[Stored data entries]
%%

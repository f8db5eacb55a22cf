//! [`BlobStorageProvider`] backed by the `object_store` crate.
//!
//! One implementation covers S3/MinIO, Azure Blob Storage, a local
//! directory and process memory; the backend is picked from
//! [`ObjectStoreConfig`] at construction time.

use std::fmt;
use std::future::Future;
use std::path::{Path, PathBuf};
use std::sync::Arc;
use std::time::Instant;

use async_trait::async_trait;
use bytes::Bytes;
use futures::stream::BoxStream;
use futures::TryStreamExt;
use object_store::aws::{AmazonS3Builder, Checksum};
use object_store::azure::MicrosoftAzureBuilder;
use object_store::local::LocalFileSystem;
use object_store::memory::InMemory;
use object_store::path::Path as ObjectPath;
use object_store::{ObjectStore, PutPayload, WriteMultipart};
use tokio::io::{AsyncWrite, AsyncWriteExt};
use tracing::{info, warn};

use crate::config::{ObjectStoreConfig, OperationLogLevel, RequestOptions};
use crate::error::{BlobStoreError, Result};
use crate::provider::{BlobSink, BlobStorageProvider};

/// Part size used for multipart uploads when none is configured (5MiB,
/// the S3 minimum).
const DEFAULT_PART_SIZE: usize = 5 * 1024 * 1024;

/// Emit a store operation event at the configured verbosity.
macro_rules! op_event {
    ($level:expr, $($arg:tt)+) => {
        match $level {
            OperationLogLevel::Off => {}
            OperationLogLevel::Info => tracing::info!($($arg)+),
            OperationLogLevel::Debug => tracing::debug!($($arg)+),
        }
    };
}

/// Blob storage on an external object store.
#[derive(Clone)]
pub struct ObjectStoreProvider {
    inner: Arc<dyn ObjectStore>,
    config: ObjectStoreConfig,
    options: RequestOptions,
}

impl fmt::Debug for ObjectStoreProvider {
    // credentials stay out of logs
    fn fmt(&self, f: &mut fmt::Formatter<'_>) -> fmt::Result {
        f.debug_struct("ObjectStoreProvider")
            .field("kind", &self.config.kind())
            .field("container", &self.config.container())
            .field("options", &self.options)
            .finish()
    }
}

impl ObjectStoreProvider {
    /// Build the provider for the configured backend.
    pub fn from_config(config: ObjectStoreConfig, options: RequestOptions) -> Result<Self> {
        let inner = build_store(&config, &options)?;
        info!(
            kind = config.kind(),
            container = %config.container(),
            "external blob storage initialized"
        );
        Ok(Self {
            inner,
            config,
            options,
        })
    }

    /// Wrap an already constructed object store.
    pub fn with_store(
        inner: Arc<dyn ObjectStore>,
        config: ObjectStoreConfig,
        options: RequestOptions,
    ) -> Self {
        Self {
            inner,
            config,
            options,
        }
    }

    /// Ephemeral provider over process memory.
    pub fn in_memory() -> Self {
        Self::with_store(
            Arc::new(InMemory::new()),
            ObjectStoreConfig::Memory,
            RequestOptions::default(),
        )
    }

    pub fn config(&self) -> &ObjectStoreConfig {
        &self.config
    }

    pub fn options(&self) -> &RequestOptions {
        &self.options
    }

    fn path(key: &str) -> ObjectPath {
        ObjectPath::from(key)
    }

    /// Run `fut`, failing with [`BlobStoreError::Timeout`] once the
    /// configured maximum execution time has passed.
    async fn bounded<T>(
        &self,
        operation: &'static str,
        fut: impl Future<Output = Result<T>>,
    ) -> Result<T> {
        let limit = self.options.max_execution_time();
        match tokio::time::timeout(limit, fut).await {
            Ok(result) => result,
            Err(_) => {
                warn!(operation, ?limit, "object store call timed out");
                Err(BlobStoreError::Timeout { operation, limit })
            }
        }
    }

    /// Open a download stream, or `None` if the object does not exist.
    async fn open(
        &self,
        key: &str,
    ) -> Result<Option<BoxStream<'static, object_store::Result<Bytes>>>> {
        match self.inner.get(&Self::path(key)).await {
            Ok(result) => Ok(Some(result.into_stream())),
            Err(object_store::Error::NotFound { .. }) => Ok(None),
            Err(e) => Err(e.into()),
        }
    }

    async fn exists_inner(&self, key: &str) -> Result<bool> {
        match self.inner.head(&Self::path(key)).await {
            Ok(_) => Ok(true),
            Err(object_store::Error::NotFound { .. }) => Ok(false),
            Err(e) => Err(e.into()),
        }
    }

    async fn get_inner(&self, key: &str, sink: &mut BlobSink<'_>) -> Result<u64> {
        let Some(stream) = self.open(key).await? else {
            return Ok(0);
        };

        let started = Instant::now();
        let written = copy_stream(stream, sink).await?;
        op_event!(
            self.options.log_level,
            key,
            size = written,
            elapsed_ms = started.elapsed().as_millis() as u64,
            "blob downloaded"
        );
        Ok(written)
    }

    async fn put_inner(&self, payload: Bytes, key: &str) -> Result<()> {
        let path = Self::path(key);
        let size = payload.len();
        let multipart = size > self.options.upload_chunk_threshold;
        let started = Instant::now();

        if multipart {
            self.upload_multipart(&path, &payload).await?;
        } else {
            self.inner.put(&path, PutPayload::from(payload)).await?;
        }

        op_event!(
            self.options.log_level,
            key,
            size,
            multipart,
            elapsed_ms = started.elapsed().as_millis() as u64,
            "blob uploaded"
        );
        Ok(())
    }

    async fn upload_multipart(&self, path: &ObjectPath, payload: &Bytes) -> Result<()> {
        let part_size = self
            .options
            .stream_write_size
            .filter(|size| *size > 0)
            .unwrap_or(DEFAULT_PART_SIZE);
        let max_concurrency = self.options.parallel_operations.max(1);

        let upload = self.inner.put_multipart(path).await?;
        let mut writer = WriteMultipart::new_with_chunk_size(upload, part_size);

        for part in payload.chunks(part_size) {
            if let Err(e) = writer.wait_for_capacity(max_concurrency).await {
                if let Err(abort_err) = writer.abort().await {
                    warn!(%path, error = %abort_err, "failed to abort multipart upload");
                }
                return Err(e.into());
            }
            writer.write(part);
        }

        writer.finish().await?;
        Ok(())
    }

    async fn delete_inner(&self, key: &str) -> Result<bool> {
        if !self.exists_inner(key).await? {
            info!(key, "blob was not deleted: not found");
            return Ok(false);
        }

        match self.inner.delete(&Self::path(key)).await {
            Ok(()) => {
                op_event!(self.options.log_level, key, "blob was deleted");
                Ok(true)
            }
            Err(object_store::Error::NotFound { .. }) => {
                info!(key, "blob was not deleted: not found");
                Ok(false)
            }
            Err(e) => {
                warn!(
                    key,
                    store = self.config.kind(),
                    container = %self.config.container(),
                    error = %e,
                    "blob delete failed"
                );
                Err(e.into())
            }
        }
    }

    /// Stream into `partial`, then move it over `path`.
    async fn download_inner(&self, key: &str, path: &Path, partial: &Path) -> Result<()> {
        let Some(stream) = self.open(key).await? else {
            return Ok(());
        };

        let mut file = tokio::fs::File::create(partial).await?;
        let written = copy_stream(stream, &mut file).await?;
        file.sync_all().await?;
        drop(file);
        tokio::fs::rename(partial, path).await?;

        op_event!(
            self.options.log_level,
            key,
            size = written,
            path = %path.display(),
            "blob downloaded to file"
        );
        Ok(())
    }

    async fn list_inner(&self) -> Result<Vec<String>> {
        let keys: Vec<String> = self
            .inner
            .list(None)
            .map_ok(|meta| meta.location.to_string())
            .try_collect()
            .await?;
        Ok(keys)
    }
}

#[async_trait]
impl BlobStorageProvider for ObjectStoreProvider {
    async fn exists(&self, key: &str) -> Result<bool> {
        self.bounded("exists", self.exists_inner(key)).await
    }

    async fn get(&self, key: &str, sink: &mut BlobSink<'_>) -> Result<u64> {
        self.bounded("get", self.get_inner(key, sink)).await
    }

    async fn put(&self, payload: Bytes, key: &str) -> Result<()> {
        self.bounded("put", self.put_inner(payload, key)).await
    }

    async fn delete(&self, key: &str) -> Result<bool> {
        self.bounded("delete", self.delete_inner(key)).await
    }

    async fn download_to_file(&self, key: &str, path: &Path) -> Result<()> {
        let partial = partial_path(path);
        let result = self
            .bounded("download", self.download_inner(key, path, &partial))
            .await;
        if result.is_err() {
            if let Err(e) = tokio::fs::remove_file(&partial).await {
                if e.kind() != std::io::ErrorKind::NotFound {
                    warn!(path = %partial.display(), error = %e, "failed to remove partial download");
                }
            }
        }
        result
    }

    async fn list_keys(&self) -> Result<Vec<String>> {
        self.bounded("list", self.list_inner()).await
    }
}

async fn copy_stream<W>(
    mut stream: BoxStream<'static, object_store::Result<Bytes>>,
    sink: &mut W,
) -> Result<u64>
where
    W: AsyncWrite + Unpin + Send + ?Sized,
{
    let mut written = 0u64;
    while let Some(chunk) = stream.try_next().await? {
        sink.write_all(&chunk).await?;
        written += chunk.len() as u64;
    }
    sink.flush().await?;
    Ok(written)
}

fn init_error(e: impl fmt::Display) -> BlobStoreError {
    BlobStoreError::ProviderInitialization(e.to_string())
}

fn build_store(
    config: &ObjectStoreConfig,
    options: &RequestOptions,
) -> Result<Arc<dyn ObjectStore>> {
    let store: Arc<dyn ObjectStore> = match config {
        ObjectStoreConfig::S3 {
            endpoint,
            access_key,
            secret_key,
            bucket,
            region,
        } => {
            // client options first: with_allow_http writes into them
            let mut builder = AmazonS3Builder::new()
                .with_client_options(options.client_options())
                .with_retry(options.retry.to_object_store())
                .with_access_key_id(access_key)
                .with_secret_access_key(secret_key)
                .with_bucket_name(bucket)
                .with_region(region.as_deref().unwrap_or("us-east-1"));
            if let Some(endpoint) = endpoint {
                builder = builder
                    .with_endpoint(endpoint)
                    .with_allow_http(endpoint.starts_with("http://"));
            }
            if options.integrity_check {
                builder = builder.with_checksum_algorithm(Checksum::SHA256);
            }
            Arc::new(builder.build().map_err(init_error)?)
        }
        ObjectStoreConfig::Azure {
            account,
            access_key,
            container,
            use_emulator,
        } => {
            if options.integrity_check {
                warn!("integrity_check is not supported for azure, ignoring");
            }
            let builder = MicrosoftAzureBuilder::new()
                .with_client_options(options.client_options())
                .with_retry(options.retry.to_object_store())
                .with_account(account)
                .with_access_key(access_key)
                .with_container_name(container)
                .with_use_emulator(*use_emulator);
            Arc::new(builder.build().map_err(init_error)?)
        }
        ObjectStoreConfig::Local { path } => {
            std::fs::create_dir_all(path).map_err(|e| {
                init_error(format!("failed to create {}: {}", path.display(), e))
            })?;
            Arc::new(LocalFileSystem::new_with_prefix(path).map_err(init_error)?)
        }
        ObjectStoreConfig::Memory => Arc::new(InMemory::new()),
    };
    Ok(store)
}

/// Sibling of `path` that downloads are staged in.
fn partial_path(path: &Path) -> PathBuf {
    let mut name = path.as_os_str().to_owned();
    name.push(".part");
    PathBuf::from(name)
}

%%

*TASK DESCRIPTION*:
Lines from the entries that contain the string "process" are what must be copied.

*ANSWER*:
//! directory and process memory; the backend is picked from
    /// Ephemeral provider over process memory.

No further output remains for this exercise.